I am quite glad that
Levingston raised the question of my own personal attitude to what is going on
because it gives me the opportunity to clarify my position. His point is also
somewhat related to something I encounter more often now that I present my book
to various audiences or that I give interviews on its subject matter. I think
there often exists an assumption that one cannot simply predict some unpleasant
outcome in the field of economics and not offer at least a bit of hope that
things may turn out differently, of promising the possibility of a way out that
would spare us all the painful consequences of past actions, of decades of
misguided policy, of cheap credit and limitless money. There is the unspoken
belief that after all my research on the topic I must have some good policy
advice up my sleeves. Often people ask me, so what should be done? If what
central bankers and politicians are doing presently is, as you say in your book
and on your website, counterproductive, what should they do instead? What is
the solution? Just as in the case of the Washington Post blog, I suspect that
the fact that I speak so little about specific policy reforms leads people to
believe that I don’t care about where we are going, or I might even look
forward to the disaster.
What should be done
There is only one solution and
that is to stop the printing of money and the artificial suppression of
interest rates, to return to hard money, to allow interest rates and market
prices to again reflect the true extent of voluntary savings, and to thus allow
the liquidation of the accumulated imbalances from previous money expansion.

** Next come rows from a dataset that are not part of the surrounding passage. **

use std::fs::File;
use std::io::BufReader;
use std::path::{Component, Path, PathBuf};

use anyhow::{Context, Result, bail};
use tracing::{debug, info};
use zip::ZipArchive;

use crate::core::UpdaterError;
use crate::upgrade::backup::Denylist;
use crate::upgrade::progress::StageReporter;
use crate::utils::fs::{ensure_dir, file_name_lossy, move_entry, remove_entry, top_level_entries};

/// Unpacks a release archive into the install root and flattens the nested
/// release folder into it.
///
/// Release archives contain a single top-level folder named after the
/// product. [`extract`](Self::extract) unpacks the archive as-is and
/// [`promote`](Self::promote) then moves the folder's children up one level.
///
/// Denylisted names that already exist in the install root are never
/// overwritten by either step.
pub struct ArchiveExtractor {
    dest_root: PathBuf,
    denylist: Denylist,
}

impl ArchiveExtractor {
    /// Create an extractor targeting `dest_root`.
    pub fn new(dest_root: impl Into<PathBuf>, denylist: Denylist) -> Self {
        Self {
            dest_root: dest_root.into(),
            denylist,
        }
    }

    /// Extract every entry of `archive` into the install root.
    ///
    /// Runs on the blocking thread pool. Progress is reported per entry and
    /// `reporter` finishes at its upper bound. Returns the number of entries
    /// written.
    ///
    /// # Errors
    ///
    /// Returns [`UpdaterError::ExtractionFailed`] for unreadable or corrupt
    /// archives, entries whose path escapes the install root, and write
    /// failures. Entries written before the failure stay in place.
    pub async fn extract(
        &self,
        archive: &Path,
        mut reporter: StageReporter,
    ) -> Result<usize, UpdaterError> {
        let archive_path = archive.to_path_buf();
        let dest_root = self.dest_root.clone();
        let denylist = self.denylist.clone();

        let result = tokio::task::spawn_blocking(move || {
            reporter.set_message("Extracting update");
            let written = extract_archive(&archive_path, &dest_root, &denylist, &mut reporter)?;
            reporter.finish("Extraction complete");
            Ok::<_, anyhow::Error>(written)
        })
        .await
        .context("Extraction task panicked")
        .and_then(|inner| inner);

        result.map_err(|e| UpdaterError::ExtractionFailed {
            archive: file_name_lossy(archive),
            reason: format!("{e:#}"),
        })
    }

    /// Move every child of the nested `folder` up into the install root and
    /// remove the emptied folder.
    ///
    /// The folder is first renamed to a staging name, so a child may share
    /// the folder's own name. Returns `false` (and still finishes `reporter`)
    /// when there is no such folder.
    ///
    /// # Errors
    ///
    /// Returns [`UpdaterError::PromotionFailed`] when a child cannot be moved.
    pub async fn promote(
        &self,
        folder: &str,
        mut reporter: StageReporter,
    ) -> Result<bool, UpdaterError> {
        let nested = self.dest_root.join(folder);
        if !nested.is_dir() {
            debug!("No nested {} folder to promote", folder);
            reporter.finish("Nothing to promote");
            return Ok(false);
        }

        reporter.set_message(format!("Moving {folder} into place"));
        self.promote_children(&nested, folder, &mut reporter).await.map_err(|e| {
            UpdaterError::PromotionFailed {
                folder: folder.to_string(),
                reason: format!("{e:#}"),
            }
        })?;

        reporter.finish("Files moved into place");
        info!("Promoted contents of {} into {}", folder, self.dest_root.display());
        Ok(true)
    }

    async fn promote_children(
        &self,
        nested: &Path,
        folder: &str,
        reporter: &mut StageReporter,
    ) -> Result<()> {
        let staging = self.dest_root.join(format!(".{folder}-promote"));
        remove_entry(&staging).await?;
        move_entry(nested, &staging).await?;

        let children = top_level_entries(&staging).await?;
        let total = children.len() as u64;
        for (index, child) in children.iter().enumerate() {
            let name = file_name_lossy(child);
            let target = self.dest_root.join(&name);

            if self.denylist.contains(&name) && tokio::fs::try_exists(&target).await? {
                debug!("Keeping existing {}", name);
            } else {
                remove_entry(&target).await?;
                move_entry(child, &target).await?;
            }
            reporter.report(index as u64 + 1, total);
        }

        remove_entry(&staging).await
    }
}

fn extract_archive(
    archive: &Path,
    dest_root: &Path,
    denylist: &Denylist,
    reporter: &mut StageReporter,
) -> Result<usize> {
    let file = File::open(archive)
        .with_context(|| format!("Failed to open archive {}", archive.display()))?;
    let mut zip = ZipArchive::new(BufReader::new(file)).context("Failed to read zip archive")?;

    let total = zip.len() as u64;
    let mut written = 0;
    for index in 0..zip.len() {
        let mut entry = zip.by_index(index).with_context(|| format!("Corrupt entry #{index}"))?;
        let Some(relative) = entry.enclosed_name() else {
            bail!("Archive entry '{}' escapes the destination", entry.name());
        };

        let top = match relative.components().next() {
            Some(Component::Normal(name)) => name.to_string_lossy().into_owned(),
            _ => String::new(),
        };
        if denylist.contains(&top) && dest_root.join(&top).exists() {
            debug!("Skipping {}: {} is preserved", relative.display(), top);
        } else {
            let out = dest_root.join(&relative);
            if entry.is_dir() {
                ensure_dir(&out)?;
            } else {
                if let Some(parent) = out.parent() {
                    ensure_dir(parent)?;
                }
                let mut output = File::create(&out)
                    .with_context(|| format!("Failed to create {}", out.display()))?;
                std::io::copy(&mut entry, &mut output)
                    .with_context(|| format!("Failed to write {}", out.display()))?;

                #[cfg(unix)]
                {
                    use std::os::unix::fs::PermissionsExt;
                    if let Some(mode) = entry.unix_mode() {
                        std::fs::set_permissions(&out, std::fs::Permissions::from_mode(mode))
                            .with_context(|| {
                                format!("Failed to set permissions on {}", out.display())
                            })?;
                    }
                }
            }
            written += 1;
        }

        reporter.report(index as u64 + 1, total);
    }

    debug!("Extracted {} of {} entries from {}", written, total, archive.display());
    Ok(written)
}
//! The update workflow.
//!
//! [`UpdateOrchestrator::run`] drives an [`UpdateSession`] through a fixed,
//! linear pipeline of stages. Each stage either lets the run continue, stops
//! it in an informational terminal state (up to date, cancelled), or fails it.
//! Nothing in the install root is touched before a genuinely newer release
//! with a download URL has been resolved and, when required, confirmed.

use std::path::{Path, PathBuf};
use std::sync::Arc;

use tracing::{debug, error, info, warn};

use crate::constants::{
    BACKUP_DONE_PERCENT, COMPLETE_PERCENT, DOWNLOAD_RANGE, EXTRACT_RANGE, PROMOTE_RANGE,
};
use crate::core::UpdaterError;
use crate::upgrade::backup::InstallationBackup;
use crate::upgrade::config::UpdaterConfig;
use crate::upgrade::download::{ArtifactDownloader, DownloadTarget};
use crate::upgrade::extract::ArchiveExtractor;
use crate::upgrade::manifest::{ManifestResolver, ReleaseInfo};
use crate::upgrade::progress::{
    NoopSink, ProgressRange, ProgressSink, SharedSink, StageReporter, StatusTap, StatusUpdate,
};
use crate::upgrade::session::{UpdateSession, WorkflowStage};

/// Stages executed by [`UpdateOrchestrator::run`], in order.
pub const PIPELINE: [WorkflowStage; 7] = [
    WorkflowStage::ResolvingManifest,
    WorkflowStage::AwaitingConfirmation,
    WorkflowStage::BackingUp,
    WorkflowStage::Downloading,
    WorkflowStage::Extracting,
    WorkflowStage::Promoting,
    WorkflowStage::Cleanup,
];

/// Asks whether a resolved release should be installed.
pub trait Confirmation: Send + Sync {
    /// Return `true` to proceed with installing `release`.
    fn confirm(&self, release: &ReleaseInfo) -> bool;
}

/// Approves every release.
#[derive(Debug, Default, Clone, Copy)]
pub struct AutoConfirm;

impl Confirmation for AutoConfirm {
    fn confirm(&self, _release: &ReleaseInfo) -> bool {
        true
    }
}

/// How a run ended.
#[derive(Debug)]
pub enum Outcome {
    /// The release was installed
    Finished {
        /// Installed version tag
        version: String,
    },
    /// No newer release; the installation was not touched
    UpToDate {
        /// Message for the user
        message: String,
    },
    /// The user declined; the installation was not touched
    Cancelled,
    /// A stage failed
    Failed(UpdaterError),
}

impl Outcome {
    /// Terminal stage corresponding to this outcome.
    pub const fn stage(&self) -> WorkflowStage {
        match self {
            Self::Finished { .. } => WorkflowStage::Finished,
            Self::UpToDate { .. } => WorkflowStage::UpToDate,
            Self::Cancelled => WorkflowStage::Cancelled,
            Self::Failed(_) => WorkflowStage::Failed,
        }
    }

    /// Whether the run ended without an error.
    pub const fn is_success(&self) -> bool {
        !matches!(self, Self::Failed(_))
    }
}

enum Step {
    Continue,
    Stop(Outcome),
}

type StageResult = Result<Step, UpdaterError>;

/// Sequences manifest resolution, backup, download, extraction and
/// promotion into one update run.
///
/// # Examples
///
/// ```rust,no_run
/// use randpicker_updater::upgrade::{Origin, UpdateOrchestrator, UpdateSession, UpdaterConfig};
/// use std::path::PathBuf;
///
/// # async fn example() -> anyhow::Result<()> {
/// let orchestrator = UpdateOrchestrator::new(UpdaterConfig::default(), PathBuf::from("."))?;
/// let mut session = UpdateSession::new(Origin::Official, false);
/// let outcome = orchestrator.run(&mut session).await;
/// if outcome.is_success() {
///     orchestrator.launch_new_version();
/// }
/// # Ok(())
/// # }
/// ```
pub struct UpdateOrchestrator {
    config: UpdaterConfig,
    install_root: PathBuf,
    resolver: ManifestResolver,
    sink: SharedSink,
    confirmation: Box<dyn Confirmation>,
}

impl UpdateOrchestrator {
    /// Create an orchestrator for `install_root` that reports nowhere and
    /// approves every release.
    ///
    /// # Errors
    ///
    /// Returns [`UpdaterError::Other`] if the HTTP client cannot be built.
    pub fn new(
        config: UpdaterConfig,
        install_root: impl Into<PathBuf>,
    ) -> Result<Self, UpdaterError> {
        let resolver = ManifestResolver::new(&config)?;
        Ok(Self {
            config,
            install_root: install_root.into(),
            resolver,
            sink: Arc::new(NoopSink),
            confirmation: Box::new(AutoConfirm),
        })
    }

    /// Report status updates to `sink`.
    #[must_use]
    pub fn with_sink(mut self, sink: SharedSink) -> Self {
        self.sink = sink;
        self
    }

    /// Use `confirmation` when the configuration requires approval.
    #[must_use]
    pub fn with_confirmation(mut self, confirmation: impl Confirmation + 'static) -> Self {
        self.confirmation = Box::new(confirmation);
        self
    }

    /// Configuration in effect.
    pub fn config(&self) -> &UpdaterConfig {
        &self.config
    }

    /// Install root the orchestrator operates on.
    pub fn install_root(&self) -> &Path {
        &self.install_root
    }

    /// Run the workflow to a terminal stage.
    ///
    /// Never returns an error: failures end the session in
    /// [`WorkflowStage::Failed`] and are returned as [`Outcome::Failed`].
    pub async fn run(&self, session: &mut UpdateSession) -> Outcome {
        let tap = Arc::new(StatusTap::new(Arc::clone(&self.sink)));
        info!(
            "Starting update run (origin: {}, install root: {})",
            session.origin,
            self.install_root.display()
        );

        for stage in PIPELINE {
            session.enter(stage);
            debug!("Entering stage: {}", stage);

            let step = match stage {
                WorkflowStage::ResolvingManifest => self.resolve(session, &tap).await,
                WorkflowStage::AwaitingConfirmation => self.confirm(session, &tap),
                WorkflowStage::BackingUp => self.backup(session, &tap).await,
                WorkflowStage::Downloading => self.download(session, &tap).await,
                WorkflowStage::Extracting => self.extract(session, &tap).await,
                WorkflowStage::Promoting => self.promote(&tap).await,
                WorkflowStage::Cleanup => self.cleanup(session, &tap).await,
                other => Err(UpdaterError::Other {
                    message: format!("Stage '{other}' cannot be executed"),
                }),
            };
            if let Some(update) = tap.take_latest() {
                session.apply(&update);
            }

            match step {
                Ok(Step::Continue) => {}
                Ok(Step::Stop(outcome)) => return self.conclude(session, outcome, &tap),
                Err(e) => return self.fail(session, e, &tap).await,
            }
        }

        let version = session.release.as_ref().map(|r| r.version.clone()).unwrap_or_default();
        self.conclude(
            session,
            Outcome::Finished {
                version,
            },
            &tap,
        )
    }

    /// Start the freshly installed product. Failures are logged and ignored.
    ///
    /// Returns whether the process was spawned.
    pub fn launch_new_version(&self) -> bool {
        let executable = self.install_root.join(&self.config.product_executable);
        match std::process::Command::new(&executable).current_dir(&self.install_root).spawn() {
            Ok(child) => {
                info!("Launched {} (pid {})", executable.display(), child.id());
                true
            }
            Err(e) => {
                warn!("Failed to launch {}: {}", executable.display(), e);
                false
            }
        }
    }

    async fn resolve(&self, session: &mut UpdateSession, tap: &StatusTap) -> StageResult {
        let stage = WorkflowStage::ResolvingManifest;
        emit(tap, stage, 0, format!("Checking for updates ({})", session.origin));

        let release = self.resolver.resolve(session.origin).await;
        session.release = Some(release.clone());

        if release.is_sentinel() {
            return Err(UpdaterError::ManifestUnavailable {
                reason: release.changelog,
            });
        }

        let newer = match session.current_version.as_deref() {
            Some(current) => release.is_newer_than(current).unwrap_or_else(|| {
                warn!(
                    "Cannot compare versions '{}' and '{}', falling back to the caller's hint",
                    release.version, current
                );
                session.known_stale
            }),
            None => session.known_stale,
        };
        if !newer {
            return Ok(Step::Stop(Outcome::UpToDate {
                message: format!(
                    "{} is up to date (latest release: {})",
                    self.config.product_name, release.version
                ),
            }));
        }

        if release.download_url.is_none() {
            return Err(UpdaterError::MissingAsset {
                version: release.version,
            });
        }

        emit(tap, stage, 0, format!("New version available: {}", release.version));
        Ok(Step::Continue)
    }

    fn confirm(&self, session: &UpdateSession, tap: &StatusTap) -> StageResult {
        if !self.config.require_confirmation {
            return Ok(Step::Continue);
        }
        let Some(release) = session.release.as_ref() else {
            return Err(missing_state("release"));
        };

        let question = format!("Install {}?", release.version);
        emit(tap, WorkflowStage::AwaitingConfirmation, session.progress_percent, question);
        if self.confirmation.confirm(release) {
            Ok(Step::Continue)
        } else {
            info!("Update to {} declined", release.version);
            Ok(Step::Stop(Outcome::Cancelled))
        }
    }

    async fn backup(&self, session: &mut UpdateSession, tap: &StatusTap) -> StageResult {
        let stage = WorkflowStage::BackingUp;
        emit(tap, stage, session.progress_percent, "Backing up current installation");

        let backup = InstallationBackup::new(&self.install_root, self.config.denylist());
        let manifest = backup.backup().await?;
        emit(tap, stage, BACKUP_DONE_PERCENT, format!("Backed up {} entries", manifest.len()));
        session.backup = Some(manifest);
        Ok(Step::Continue)
    }

    async fn download(&self, session: &mut UpdateSession, tap: &Arc<StatusTap>) -> StageResult {
        let Some(release) = session.release.as_ref() else {
            return Err(missing_state("release"));
        };
        let Some(url) = release.download_url.as_deref() else {
            return Err(UpdaterError::MissingAsset {
                version: release.version.clone(),
            });
        };

        let target = DownloadTarget::from_templates(url, self.config.active_mirror_templates());
        let expected = if self.config.verify_checksum {
            release.sha256.as_deref()
        } else {
            None
        };
        if expected.is_none() {
            debug!("No digest to verify the download against");
        }

        let downloader = ArtifactDownloader::new(
            &self.install_root,
            &self.config.archive_name,
            self.config.download_idle_timeout(),
        )?;
        let mut reporter = reporter(tap, WorkflowStage::Downloading, DOWNLOAD_RANGE);
        let archive = downloader.download(&target, expected, &mut reporter).await?;
        session.archive_path = Some(archive);
        Ok(Step::Continue)
    }

    async fn extract(&self, session: &UpdateSession, tap: &Arc<StatusTap>) -> StageResult {
        let Some(archive) = session.archive_path.as_deref() else {
            return Err(missing_state("archive"));
        };

        let extractor = ArchiveExtractor::new(&self.install_root, self.config.denylist());
        extractor.extract(archive, reporter(tap, WorkflowStage::Extracting, EXTRACT_RANGE)).await?;
        Ok(Step::Continue)
    }

    async fn promote(&self, tap: &Arc<StatusTap>) -> StageResult {
        let extractor = ArchiveExtractor::new(&self.install_root, self.config.denylist());
        let reporter = reporter(tap, WorkflowStage::Promoting, PROMOTE_RANGE);
        extractor.promote(&self.config.product_name, reporter).await?;
        Ok(Step::Continue)
    }

    async fn cleanup(&self, session: &mut UpdateSession, tap: &StatusTap) -> StageResult {
        if let Some(archive) = session.archive_path.take() {
            match tokio::fs::remove_file(&archive).await {
                Ok(()) => debug!("Removed {}", archive.display()),
                Err(e) => warn!("Failed to remove {}: {}", archive.display(), e),
            }
        }
        emit(tap, WorkflowStage::Cleanup, COMPLETE_PERCENT, "Cleanup complete");
        Ok(Step::Continue)
    }

    async fn fail(
        &self,
        session: &mut UpdateSession,
        error: UpdaterError,
        tap: &StatusTap,
    ) -> Outcome {
        error!("Update failed while {}: {}", session.stage, error);

        if self.config.restore_on_failure && error.install_touched() {
            if let Some(manifest) = session.backup.as_ref() {
                let backup = InstallationBackup::new(&self.install_root, self.config.denylist());
                match backup.restore(manifest).await {
                    Ok(()) => info!("Previous installation restored"),
                    Err(restore_error) => error!("{}", restore_error),
                }
            }
        }

        self.conclude(session, Outcome::Failed(error), tap)
    }

    fn conclude(&self, session: &mut UpdateSession, outcome: Outcome, tap: &StatusTap) -> Outcome {
        let stage = outcome.stage();
        let (percent, message) = match &outcome {
            Outcome::Finished {
                version,
            } => (COMPLETE_PERCENT, format!("Updated to {version}")),
            Outcome::UpToDate {
                message,
            } => (COMPLETE_PERCENT, message.clone()),
            Outcome::Cancelled => (session.progress_percent, "Update cancelled".to_string()),
            Outcome::Failed(e) => (session.progress_percent, e.to_string()),
        };

        session.enter(stage);
        emit(tap, stage, percent, message);
        if let Some(update) = tap.take_latest() {
            session.apply(&update);
        }
        info!("Update run ended: {} ({})", stage, session.status_message);
        outcome
    }
}

fn emit(tap: &StatusTap, stage: WorkflowStage, percent: u8, message: impl Into<String>) {
    tap.emit(StatusUpdate {
        stage,
        percent,
        message: message.into(),
    });
}

fn reporter(tap: &Arc<StatusTap>, stage: WorkflowStage, range: ProgressRange) -> StageReporter {
    let sink: SharedSink = Arc::clone(tap) as SharedSink;
    StageReporter::new(sink, stage, range)
}

fn missing_state(what: &str) -> UpdaterError {
    UpdaterError::Other {
        message: format!("Internal error: no {what} recorded for this session"),
    }
}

But because we had a four-decade long period of unprecedented fiat money
creation globally, these imbalances are now so big that the necessary
liquidation would be very painful – too painful for the political class – which
got us into this mess in the first place – to ever deem it acceptable. The
overstretched banking industry, the overextended asset markets, insolvent
governments – all of this is screaming for a cleansing liquidation and
recalibration – and has done so for years. A crisis has now become unavoidable.
But politicians still think that the power of the state is unlimited, that what
they don’t find acceptable will simply not be allowed to occur. Only in the
realm of politics is the belief widespread that reality is optional, and
reality must simply be made to conform to the wishes of the political elite. Of
course, policy cannot create a new reality. What policy does at the moment is
try to postpone the inevitable correction ever further. “Not on my watch” is
the modus operandi. This will make the final crisis even worse.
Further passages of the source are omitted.